_EXERCISE DESCRIPTION_:
Below are records. Count every line containing the word "ready" and give the number alone.

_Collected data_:
++++
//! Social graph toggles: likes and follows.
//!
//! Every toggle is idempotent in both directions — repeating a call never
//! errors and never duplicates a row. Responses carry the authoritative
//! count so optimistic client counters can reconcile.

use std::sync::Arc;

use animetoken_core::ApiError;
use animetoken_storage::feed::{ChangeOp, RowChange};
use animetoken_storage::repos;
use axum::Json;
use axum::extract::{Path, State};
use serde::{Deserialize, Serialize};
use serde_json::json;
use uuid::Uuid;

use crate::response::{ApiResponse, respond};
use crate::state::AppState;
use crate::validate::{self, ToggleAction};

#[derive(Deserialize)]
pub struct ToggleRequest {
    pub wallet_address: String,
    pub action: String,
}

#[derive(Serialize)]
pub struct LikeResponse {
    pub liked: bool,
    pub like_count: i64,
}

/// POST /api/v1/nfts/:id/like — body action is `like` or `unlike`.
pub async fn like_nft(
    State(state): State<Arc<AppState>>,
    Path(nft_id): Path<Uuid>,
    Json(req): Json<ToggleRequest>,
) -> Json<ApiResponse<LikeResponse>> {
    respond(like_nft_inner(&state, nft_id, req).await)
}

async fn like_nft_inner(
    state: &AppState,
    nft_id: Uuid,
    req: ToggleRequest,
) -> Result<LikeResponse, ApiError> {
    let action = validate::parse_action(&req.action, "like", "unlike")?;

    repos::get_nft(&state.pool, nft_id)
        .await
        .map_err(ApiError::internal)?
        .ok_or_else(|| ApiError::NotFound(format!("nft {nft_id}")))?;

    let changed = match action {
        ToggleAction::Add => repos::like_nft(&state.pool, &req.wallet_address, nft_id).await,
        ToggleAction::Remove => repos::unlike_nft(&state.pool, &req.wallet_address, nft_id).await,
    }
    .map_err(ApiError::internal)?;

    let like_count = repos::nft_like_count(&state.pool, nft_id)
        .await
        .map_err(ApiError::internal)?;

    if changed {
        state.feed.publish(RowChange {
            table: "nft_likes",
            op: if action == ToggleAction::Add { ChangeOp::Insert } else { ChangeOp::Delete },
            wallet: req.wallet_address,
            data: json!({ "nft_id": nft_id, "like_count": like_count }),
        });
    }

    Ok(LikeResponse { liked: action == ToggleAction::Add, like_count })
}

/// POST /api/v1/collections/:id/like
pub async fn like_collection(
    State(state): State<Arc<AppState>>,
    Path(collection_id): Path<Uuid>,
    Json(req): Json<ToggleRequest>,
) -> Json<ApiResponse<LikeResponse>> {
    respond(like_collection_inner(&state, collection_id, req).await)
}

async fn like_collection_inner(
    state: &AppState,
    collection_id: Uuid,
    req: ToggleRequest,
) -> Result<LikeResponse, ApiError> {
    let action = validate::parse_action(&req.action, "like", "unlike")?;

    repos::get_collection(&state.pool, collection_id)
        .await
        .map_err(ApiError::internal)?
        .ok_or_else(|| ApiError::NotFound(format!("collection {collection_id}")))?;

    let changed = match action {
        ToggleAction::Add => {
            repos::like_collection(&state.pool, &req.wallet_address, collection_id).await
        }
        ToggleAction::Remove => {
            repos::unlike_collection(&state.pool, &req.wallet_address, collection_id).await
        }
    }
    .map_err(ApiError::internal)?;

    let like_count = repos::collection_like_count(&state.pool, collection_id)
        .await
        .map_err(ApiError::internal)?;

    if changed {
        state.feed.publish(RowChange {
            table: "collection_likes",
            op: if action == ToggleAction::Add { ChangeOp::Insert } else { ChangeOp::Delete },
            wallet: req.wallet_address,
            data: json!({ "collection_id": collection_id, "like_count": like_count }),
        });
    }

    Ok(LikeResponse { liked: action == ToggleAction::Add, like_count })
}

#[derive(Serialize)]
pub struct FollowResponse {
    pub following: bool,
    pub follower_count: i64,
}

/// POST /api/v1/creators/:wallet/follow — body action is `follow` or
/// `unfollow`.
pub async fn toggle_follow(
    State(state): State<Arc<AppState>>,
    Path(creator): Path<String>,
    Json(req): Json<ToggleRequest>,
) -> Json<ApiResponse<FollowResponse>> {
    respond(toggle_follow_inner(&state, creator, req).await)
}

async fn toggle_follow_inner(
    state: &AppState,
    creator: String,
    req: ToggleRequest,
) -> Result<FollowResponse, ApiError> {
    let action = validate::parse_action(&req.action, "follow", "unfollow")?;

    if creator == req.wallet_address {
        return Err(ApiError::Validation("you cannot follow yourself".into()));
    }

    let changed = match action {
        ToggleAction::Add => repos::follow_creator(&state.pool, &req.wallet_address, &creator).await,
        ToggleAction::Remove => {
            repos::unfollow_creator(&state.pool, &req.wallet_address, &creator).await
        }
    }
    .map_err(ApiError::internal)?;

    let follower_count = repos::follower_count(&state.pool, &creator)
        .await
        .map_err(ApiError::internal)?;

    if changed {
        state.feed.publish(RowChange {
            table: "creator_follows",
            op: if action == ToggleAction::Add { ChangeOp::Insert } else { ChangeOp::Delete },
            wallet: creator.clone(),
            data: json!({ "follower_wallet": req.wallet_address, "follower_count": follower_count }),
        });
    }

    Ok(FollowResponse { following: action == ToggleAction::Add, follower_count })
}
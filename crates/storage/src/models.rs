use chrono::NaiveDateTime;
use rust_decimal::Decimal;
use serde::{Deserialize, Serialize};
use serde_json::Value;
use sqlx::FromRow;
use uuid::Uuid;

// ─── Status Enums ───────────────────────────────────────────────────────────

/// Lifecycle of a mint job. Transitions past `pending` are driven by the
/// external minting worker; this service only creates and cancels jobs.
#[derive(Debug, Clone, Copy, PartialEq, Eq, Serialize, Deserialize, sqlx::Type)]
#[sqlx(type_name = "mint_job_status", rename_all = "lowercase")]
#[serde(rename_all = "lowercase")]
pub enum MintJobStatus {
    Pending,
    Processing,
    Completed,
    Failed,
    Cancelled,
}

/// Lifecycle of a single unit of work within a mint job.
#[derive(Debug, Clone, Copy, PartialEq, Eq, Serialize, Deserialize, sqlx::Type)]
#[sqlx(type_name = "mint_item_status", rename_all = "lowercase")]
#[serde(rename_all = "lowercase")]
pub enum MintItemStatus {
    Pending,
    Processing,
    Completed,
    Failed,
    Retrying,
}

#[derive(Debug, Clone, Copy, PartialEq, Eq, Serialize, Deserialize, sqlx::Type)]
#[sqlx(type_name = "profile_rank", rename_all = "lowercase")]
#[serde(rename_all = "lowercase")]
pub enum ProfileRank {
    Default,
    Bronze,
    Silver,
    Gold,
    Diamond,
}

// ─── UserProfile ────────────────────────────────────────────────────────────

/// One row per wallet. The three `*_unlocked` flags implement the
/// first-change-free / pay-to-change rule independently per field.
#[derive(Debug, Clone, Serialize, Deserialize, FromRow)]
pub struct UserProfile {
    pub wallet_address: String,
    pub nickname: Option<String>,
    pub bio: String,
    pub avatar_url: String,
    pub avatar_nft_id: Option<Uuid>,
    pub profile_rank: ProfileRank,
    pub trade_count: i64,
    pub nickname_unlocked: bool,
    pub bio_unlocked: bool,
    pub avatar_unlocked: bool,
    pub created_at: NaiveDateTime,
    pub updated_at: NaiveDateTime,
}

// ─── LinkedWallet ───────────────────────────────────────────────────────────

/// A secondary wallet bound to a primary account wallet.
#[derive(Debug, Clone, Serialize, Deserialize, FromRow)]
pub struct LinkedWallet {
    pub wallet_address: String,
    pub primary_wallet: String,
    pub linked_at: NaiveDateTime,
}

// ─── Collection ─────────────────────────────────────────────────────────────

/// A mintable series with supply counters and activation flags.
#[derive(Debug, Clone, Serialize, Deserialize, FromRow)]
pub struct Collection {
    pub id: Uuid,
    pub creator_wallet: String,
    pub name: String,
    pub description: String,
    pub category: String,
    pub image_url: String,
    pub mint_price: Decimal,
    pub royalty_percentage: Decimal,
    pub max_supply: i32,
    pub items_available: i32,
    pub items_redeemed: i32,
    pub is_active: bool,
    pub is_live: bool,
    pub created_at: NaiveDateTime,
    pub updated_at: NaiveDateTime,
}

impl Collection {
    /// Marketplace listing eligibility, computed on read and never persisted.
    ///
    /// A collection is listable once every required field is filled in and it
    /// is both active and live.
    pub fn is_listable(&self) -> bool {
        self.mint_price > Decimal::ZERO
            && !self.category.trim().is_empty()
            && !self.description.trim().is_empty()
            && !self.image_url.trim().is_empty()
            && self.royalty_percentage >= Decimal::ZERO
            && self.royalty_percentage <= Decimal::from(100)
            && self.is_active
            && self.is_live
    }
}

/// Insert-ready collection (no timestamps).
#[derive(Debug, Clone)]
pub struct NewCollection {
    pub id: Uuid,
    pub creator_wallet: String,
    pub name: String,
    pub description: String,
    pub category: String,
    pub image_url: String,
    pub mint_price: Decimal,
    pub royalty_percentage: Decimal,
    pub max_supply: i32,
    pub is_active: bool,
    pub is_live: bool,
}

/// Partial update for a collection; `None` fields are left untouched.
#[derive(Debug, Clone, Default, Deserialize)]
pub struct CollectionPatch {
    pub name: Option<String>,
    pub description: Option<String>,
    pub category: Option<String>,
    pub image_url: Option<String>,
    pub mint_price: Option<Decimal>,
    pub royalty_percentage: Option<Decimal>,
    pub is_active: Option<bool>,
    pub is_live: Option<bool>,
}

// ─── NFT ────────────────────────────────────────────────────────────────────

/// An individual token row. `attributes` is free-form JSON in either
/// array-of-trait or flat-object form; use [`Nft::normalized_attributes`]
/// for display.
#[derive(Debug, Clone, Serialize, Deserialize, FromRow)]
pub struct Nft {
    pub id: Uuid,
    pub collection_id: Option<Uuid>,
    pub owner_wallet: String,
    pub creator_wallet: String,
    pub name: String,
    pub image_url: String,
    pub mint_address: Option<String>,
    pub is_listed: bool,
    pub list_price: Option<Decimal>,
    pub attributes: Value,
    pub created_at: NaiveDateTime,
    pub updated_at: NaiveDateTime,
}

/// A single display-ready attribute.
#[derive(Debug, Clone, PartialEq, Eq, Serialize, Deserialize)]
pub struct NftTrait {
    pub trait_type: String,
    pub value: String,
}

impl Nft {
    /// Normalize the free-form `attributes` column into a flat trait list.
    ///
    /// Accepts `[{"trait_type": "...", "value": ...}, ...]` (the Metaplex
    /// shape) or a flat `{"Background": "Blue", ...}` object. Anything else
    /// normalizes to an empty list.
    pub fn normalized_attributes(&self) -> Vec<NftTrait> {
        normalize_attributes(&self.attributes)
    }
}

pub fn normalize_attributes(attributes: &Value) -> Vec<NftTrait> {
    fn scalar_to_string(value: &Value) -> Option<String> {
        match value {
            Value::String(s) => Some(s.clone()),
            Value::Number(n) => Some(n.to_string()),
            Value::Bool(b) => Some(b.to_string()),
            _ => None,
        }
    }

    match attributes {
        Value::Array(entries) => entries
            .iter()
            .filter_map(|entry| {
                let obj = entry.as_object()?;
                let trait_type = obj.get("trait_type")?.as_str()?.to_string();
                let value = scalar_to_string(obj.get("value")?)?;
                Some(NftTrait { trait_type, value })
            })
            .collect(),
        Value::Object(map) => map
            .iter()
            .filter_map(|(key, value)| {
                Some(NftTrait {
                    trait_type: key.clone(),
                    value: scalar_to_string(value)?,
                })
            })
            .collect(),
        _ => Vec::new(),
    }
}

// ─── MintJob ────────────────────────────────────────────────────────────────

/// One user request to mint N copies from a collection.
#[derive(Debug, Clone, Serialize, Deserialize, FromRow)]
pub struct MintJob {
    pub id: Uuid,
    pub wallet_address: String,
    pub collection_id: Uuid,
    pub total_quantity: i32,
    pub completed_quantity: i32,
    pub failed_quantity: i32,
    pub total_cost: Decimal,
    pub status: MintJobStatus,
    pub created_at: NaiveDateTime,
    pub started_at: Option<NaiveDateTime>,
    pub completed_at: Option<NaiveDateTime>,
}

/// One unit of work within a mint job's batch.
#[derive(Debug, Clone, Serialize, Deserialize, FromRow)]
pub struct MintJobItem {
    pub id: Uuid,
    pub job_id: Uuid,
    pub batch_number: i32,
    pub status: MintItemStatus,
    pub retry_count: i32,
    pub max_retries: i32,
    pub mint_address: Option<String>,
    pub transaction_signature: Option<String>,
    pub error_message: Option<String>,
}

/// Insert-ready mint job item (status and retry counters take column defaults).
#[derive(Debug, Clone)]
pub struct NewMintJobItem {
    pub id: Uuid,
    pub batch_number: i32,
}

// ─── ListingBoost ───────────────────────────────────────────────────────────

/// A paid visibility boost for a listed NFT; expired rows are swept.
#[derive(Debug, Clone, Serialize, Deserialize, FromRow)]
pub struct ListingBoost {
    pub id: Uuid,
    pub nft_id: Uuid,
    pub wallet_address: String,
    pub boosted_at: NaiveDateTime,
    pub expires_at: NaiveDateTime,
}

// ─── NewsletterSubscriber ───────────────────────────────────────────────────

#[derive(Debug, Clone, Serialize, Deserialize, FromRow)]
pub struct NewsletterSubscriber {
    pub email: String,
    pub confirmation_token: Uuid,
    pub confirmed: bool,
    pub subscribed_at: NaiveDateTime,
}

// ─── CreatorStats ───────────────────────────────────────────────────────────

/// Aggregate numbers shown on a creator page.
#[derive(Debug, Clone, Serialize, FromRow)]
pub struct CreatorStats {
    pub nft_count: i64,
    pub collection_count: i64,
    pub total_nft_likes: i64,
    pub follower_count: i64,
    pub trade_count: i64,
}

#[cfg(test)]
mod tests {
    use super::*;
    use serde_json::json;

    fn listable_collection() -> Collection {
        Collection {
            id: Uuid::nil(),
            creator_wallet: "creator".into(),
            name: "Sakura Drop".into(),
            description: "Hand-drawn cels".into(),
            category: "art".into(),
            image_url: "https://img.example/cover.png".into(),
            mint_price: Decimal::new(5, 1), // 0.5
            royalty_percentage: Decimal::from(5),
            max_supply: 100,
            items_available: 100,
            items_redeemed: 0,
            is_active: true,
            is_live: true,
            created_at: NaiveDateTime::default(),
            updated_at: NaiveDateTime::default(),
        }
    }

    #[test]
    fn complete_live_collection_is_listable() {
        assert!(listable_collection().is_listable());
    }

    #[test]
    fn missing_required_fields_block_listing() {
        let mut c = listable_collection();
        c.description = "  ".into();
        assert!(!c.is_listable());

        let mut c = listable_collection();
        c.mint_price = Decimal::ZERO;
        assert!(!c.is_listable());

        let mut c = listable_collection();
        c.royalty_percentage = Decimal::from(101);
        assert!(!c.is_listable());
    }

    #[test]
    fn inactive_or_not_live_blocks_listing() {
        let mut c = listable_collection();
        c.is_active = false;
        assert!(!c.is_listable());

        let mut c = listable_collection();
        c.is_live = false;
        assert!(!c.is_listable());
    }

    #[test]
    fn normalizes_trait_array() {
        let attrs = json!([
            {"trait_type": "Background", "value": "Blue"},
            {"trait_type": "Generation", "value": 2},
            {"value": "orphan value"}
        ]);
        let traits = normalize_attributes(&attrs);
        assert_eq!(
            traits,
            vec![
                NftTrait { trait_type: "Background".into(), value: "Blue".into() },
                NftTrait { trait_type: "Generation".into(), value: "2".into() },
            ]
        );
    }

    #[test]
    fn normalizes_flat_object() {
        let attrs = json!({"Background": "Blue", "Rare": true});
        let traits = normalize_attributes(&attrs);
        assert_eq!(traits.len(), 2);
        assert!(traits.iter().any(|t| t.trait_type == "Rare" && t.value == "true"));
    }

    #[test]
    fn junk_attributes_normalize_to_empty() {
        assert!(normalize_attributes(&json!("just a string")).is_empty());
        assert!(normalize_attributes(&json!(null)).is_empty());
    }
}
++++
_RESPONSE AREA_:
3